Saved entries
━━━━━━━━

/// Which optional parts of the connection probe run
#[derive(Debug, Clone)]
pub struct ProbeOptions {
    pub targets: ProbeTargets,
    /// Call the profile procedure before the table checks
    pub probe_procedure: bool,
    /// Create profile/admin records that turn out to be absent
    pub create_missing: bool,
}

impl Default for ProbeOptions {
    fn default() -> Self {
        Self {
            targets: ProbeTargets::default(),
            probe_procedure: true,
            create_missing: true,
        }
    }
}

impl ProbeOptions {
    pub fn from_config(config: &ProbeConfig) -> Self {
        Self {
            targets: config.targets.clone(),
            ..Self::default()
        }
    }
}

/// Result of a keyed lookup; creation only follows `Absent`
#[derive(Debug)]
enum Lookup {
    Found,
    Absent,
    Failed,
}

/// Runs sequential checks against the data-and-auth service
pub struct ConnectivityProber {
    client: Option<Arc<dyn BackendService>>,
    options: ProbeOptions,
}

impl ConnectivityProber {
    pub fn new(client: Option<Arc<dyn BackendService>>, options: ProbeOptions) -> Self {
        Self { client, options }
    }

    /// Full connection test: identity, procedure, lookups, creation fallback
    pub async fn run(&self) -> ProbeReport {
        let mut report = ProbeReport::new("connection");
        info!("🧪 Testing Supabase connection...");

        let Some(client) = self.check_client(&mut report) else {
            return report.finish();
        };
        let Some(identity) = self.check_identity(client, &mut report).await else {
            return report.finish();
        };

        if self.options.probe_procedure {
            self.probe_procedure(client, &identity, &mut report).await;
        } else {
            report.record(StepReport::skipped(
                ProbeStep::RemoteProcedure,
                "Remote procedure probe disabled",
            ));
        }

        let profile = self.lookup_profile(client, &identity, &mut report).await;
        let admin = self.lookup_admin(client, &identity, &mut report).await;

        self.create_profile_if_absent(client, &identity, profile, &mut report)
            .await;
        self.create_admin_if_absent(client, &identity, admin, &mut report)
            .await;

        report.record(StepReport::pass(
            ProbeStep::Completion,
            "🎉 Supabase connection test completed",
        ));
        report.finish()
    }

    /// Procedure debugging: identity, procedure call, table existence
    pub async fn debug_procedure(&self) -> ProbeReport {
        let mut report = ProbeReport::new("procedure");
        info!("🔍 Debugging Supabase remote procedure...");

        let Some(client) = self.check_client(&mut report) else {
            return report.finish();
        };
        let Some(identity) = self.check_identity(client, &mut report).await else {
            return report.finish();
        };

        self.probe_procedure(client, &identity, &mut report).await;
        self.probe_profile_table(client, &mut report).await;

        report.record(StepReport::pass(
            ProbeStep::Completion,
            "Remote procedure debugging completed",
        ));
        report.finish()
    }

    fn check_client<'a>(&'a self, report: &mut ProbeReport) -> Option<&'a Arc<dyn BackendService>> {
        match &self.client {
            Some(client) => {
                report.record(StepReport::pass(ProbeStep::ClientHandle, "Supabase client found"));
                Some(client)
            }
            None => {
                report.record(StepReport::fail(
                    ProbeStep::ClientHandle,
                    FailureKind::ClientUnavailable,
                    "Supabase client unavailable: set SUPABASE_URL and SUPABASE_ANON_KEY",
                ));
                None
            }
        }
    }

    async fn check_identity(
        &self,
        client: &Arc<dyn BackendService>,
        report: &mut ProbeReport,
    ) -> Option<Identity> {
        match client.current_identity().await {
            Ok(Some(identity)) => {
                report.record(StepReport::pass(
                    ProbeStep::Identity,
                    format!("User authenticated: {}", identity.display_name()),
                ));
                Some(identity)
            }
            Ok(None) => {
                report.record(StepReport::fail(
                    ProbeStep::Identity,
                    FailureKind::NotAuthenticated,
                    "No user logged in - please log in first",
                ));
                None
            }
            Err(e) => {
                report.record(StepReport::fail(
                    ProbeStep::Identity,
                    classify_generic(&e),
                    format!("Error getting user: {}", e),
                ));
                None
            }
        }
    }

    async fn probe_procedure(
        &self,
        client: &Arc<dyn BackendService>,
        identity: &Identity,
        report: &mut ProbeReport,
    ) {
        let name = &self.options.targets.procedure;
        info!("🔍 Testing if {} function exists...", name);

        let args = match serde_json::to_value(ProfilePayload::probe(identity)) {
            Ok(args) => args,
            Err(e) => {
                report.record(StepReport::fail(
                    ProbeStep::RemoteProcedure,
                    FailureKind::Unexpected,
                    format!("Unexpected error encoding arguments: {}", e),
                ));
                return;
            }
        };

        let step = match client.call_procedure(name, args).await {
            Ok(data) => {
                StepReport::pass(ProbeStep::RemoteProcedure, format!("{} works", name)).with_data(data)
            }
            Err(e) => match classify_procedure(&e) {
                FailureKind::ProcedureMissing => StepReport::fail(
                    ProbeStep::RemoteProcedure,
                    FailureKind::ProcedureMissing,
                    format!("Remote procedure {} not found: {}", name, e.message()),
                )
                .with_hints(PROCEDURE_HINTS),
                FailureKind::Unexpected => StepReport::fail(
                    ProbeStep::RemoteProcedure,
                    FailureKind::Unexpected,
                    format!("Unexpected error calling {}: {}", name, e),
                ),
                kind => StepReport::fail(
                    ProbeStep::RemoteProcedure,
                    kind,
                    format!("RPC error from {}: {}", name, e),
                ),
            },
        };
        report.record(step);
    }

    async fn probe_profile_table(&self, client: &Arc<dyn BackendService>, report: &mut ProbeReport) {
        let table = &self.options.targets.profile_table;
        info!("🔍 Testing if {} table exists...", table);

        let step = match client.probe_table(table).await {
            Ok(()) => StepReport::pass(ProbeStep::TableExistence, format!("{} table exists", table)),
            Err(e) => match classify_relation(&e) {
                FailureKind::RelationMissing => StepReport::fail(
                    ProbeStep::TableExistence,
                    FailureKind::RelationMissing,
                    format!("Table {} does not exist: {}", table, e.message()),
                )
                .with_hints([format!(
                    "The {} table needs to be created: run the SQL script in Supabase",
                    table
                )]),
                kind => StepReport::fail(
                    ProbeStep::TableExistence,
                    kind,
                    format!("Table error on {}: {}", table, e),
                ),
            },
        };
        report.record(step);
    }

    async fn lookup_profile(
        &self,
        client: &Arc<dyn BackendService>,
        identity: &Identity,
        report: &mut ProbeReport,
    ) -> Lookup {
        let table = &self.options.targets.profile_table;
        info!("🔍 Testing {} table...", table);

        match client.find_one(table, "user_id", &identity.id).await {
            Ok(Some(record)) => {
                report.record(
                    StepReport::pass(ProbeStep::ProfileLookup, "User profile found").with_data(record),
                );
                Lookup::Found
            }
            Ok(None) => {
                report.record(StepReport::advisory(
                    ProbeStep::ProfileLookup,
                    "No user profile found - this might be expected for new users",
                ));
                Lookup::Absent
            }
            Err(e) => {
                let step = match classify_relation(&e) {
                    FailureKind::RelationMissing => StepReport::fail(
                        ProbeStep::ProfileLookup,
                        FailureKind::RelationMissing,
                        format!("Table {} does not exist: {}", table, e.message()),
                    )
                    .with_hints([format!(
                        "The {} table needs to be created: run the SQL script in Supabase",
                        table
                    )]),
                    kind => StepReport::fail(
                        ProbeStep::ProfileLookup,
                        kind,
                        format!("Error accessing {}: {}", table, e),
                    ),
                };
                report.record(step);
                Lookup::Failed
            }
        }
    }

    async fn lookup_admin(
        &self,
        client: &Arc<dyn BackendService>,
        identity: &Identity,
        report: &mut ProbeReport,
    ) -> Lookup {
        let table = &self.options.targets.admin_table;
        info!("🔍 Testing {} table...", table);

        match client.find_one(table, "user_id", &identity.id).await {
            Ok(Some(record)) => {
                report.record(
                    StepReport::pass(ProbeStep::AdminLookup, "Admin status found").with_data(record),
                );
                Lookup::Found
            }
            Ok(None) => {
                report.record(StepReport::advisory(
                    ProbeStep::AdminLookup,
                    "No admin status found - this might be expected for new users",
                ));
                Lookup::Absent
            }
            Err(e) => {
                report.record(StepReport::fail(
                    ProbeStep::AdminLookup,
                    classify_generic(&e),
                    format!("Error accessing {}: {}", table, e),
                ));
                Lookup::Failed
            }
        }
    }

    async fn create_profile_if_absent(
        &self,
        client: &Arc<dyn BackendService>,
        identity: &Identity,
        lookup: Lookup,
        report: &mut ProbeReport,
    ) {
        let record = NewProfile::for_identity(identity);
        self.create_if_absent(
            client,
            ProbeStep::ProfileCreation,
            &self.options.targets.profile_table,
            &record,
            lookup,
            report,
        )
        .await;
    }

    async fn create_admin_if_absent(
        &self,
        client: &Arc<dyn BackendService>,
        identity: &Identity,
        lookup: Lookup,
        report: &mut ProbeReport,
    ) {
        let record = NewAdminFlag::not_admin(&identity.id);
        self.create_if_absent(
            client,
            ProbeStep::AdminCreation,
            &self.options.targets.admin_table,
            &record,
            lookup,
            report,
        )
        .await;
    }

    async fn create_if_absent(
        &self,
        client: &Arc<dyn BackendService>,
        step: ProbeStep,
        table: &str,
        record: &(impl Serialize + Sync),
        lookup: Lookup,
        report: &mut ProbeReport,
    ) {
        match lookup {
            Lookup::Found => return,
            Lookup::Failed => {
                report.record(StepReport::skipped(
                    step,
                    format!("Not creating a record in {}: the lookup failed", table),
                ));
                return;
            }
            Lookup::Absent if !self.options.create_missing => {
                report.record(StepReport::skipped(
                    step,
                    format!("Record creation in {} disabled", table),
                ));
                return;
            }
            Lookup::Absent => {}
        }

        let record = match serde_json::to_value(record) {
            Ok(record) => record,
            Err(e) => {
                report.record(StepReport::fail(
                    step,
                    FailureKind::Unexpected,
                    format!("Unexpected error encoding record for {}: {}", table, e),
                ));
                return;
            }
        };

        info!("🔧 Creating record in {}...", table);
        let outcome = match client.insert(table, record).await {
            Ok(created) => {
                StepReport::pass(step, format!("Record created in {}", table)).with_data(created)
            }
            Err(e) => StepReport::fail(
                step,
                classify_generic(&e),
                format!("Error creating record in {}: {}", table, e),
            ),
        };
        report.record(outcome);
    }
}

━━━━━━━━

### ASSIGNMENT
Search the data above for the word "outcome", then gather each line in which it appears.

### WRITTEN RESPONSE
        let outcome = match client.insert(table, record).await {
        report.record(outcome);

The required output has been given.